An ancient Greek manuscript connects humanity's past, present, and future.

Stranger, whoever you are, open this to learn what will amaze you” wrote Antonius Diogenes at the end of the first century C.E.—and millennia later, Pulitzer Prize winner Doerr is his fitting heir. Around Diogenes' manuscript, "Cloud Cuckoo Land"—the author did exist, but the text is invented—Doerr builds a community of readers and nature lovers that transcends the boundaries of time and space. The protagonist of the original story is Aethon, a shepherd whose dream of escaping to a paradise in the sky leads to a wild series of adventures in the bodies of beast, fish, and fowl. Aethon's story is first found by Anna in 15th-century Constantinople; though a failure as an apprentice seamstress, she's learned ancient Greek from an elderly scholar. Omeir, a country boy of the same period, is rejected by the world for his cleft lip—but forms the deepest of connections with his beautiful oxen, Moonlight and Tree. In the 1950s, Zeno Ninis, a troubled ex–GI in Lakeport, Idaho, finds peace in working on a translation of Diogenes' recently recovered manuscript.
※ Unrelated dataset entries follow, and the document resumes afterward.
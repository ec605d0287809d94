use crate::infra::AppState;
use axum::http::{header, StatusCode};
use axum::response::IntoResponse;
use axum::routing::get;
use axum::{Extension, Json};
use customer_score::customers::{customer_router, CustomerRepository, CustomerService};
use serde_json::json;
use std::sync::atomic::Ordering;
use std::sync::Arc;

pub(crate) fn with_customer_routes<R>(service: Arc<CustomerService<R>>) -> axum::Router
where
    R: CustomerRepository + 'static,
{
    customer_router(service)
        .route("/health", get(healthcheck))
        .route("/ready", get(readiness_endpoint))
        .route("/metrics", get(metrics_endpoint))
}

pub(crate) async fn healthcheck() -> Json<serde_json::Value> {
    Json(json!({ "status": "ok" }))
}

pub(crate) async fn readiness_endpoint(Extension(state): Extension<AppState>) -> impl IntoResponse {
    let ready = state.readiness.load(Ordering::Relaxed);
    let status = if ready {
        StatusCode::OK
    } else {
        StatusCode::SERVICE_UNAVAILABLE
    };

    let payload = if ready {
        json!({ "status": "ready" })
    } else {
        json!({ "status": "initializing" })
    };

    (status, Json(payload))
}

pub(crate) async fn metrics_endpoint(Extension(state): Extension<AppState>) -> impl IntoResponse {
    (
        StatusCode::OK,
        [(header::CONTENT_TYPE, "text/plain; version=0.0.4")],
        state.metrics.render(),
    )
}
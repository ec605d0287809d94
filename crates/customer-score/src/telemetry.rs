use crate::config::TelemetryConfig;
use std::fmt;
use tracing_subscriber::filter::ParseError;
use tracing_subscriber::EnvFilter;

#[derive(Debug)]
pub enum TelemetryError {
    EnvFilter { value: String, source: ParseError },
    Subscriber(Box<dyn std::error::Error + Send + Sync>),
}

impl fmt::Display for TelemetryError {
    fn fmt(&self, f: &mut fmt::Formatter<'_>) -> fmt::Result {
        match self {
            TelemetryError::EnvFilter { value, .. } => {
                write!(f, "invalid log level/filter '{value}'")
            }
            TelemetryError::Subscriber(err) => write!(f, "subscriber already installed: {err}"),
        }
    }
}

impl std::error::Error for TelemetryError {
    fn source(&self) -> Option<&(dyn std::error::Error + 'static)> {
        match self {
            TelemetryError::EnvFilter { source, .. } => Some(source),
            TelemetryError::Subscriber(err) => Some(&**err),
        }
    }
}

/// Build the filter for the service logs. `RUST_LOG` takes precedence over the configured level.
pub fn env_filter(config: &TelemetryConfig) -> Result<EnvFilter, TelemetryError> {
    match EnvFilter::try_from_default_env() {
        Ok(filter) => Ok(filter),
        Err(_) => {
            EnvFilter::try_new(&config.log_level).map_err(|source| TelemetryError::EnvFilter {
                value: config.log_level.clone(),
                source,
            })
        }
    }
}

pub fn init(config: &TelemetryConfig) -> Result<(), TelemetryError> {
    let env_filter = env_filter(config)?;

    tracing_subscriber::fmt()
        .with_env_filter(env_filter)
        .with_target(false)
        .compact()
        .with_ansi(false)
        .try_init()
        .map_err(TelemetryError::Subscriber)
}
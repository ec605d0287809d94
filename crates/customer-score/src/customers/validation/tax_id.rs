//! Brazilian CPF (natural-person tax id) checksum.

const TAX_ID_LEN: usize = 11;
const FIRST_WEIGHTS: [u32; 9] = [10, 9, 8, 7, 6, 5, 4, 3, 2];
const SECOND_WEIGHTS: [u32; 10] = [11, 10, 9, 8, 7, 6, 5, 4, 3, 2];

/// Drop formatting punctuation (`123.456.789-09` becomes `12345678909`).
pub fn normalize_tax_id(raw: &str) -> String {
    raw.chars().filter(char::is_ascii_digit).collect()
}

fn check_digit(digits: &[u8], weights: &[u32]) -> u8 {
    let sum: u32 = digits
        .iter()
        .zip(weights)
        .map(|(digit, weight)| u32::from(*digit) * weight)
        .sum();

    match sum % 11 {
        remainder if remainder < 2 => 0,
        remainder => (11 - remainder) as u8,
    }
}

/// Both verification digits for a nine digit prefix.
pub fn check_digits(prefix: &[u8; 9]) -> [u8; 2] {
    let first = check_digit(prefix, &FIRST_WEIGHTS);

    let mut extended = [0u8; 10];
    extended[..9].copy_from_slice(prefix);
    extended[9] = first;

    [first, check_digit(&extended, &SECOND_WEIGHTS)]
}

pub fn is_valid_tax_id(raw: &str) -> bool {
    let digits: Vec<u8> = raw
        .bytes()
        .filter(u8::is_ascii_digit)
        .map(|byte| byte - b'0')
        .collect();

    if digits.len() != TAX_ID_LEN {
        return false;
    }

    // All-same-digit ids pass the checksum but are never issued.
    if digits.iter().all(|digit| *digit == digits[0]) {
        return false;
    }

    let mut prefix = [0u8; 9];
    prefix.copy_from_slice(&digits[..9]);

    check_digits(&prefix) == [digits[9], digits[10]]
}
In 2020, 86-year-old Zeno helps a group of youngsters put the story on as a play at the Lakeport Public Library—unaware that an eco-terrorist is planting a bomb in the building during dress rehearsal. (This happens in the first pages of the book and continues ticking away throughout.) On a spaceship called the Argos bound for Beta Oph2 in Mission Year 65, a teenage girl named Konstance is sequestered in a sealed room with a computer named Sybil. How could she possibly encounter Zeno's translation? This is just one of the many narrative miracles worked by the author as he brings a first-century story to its conclusion in 2146.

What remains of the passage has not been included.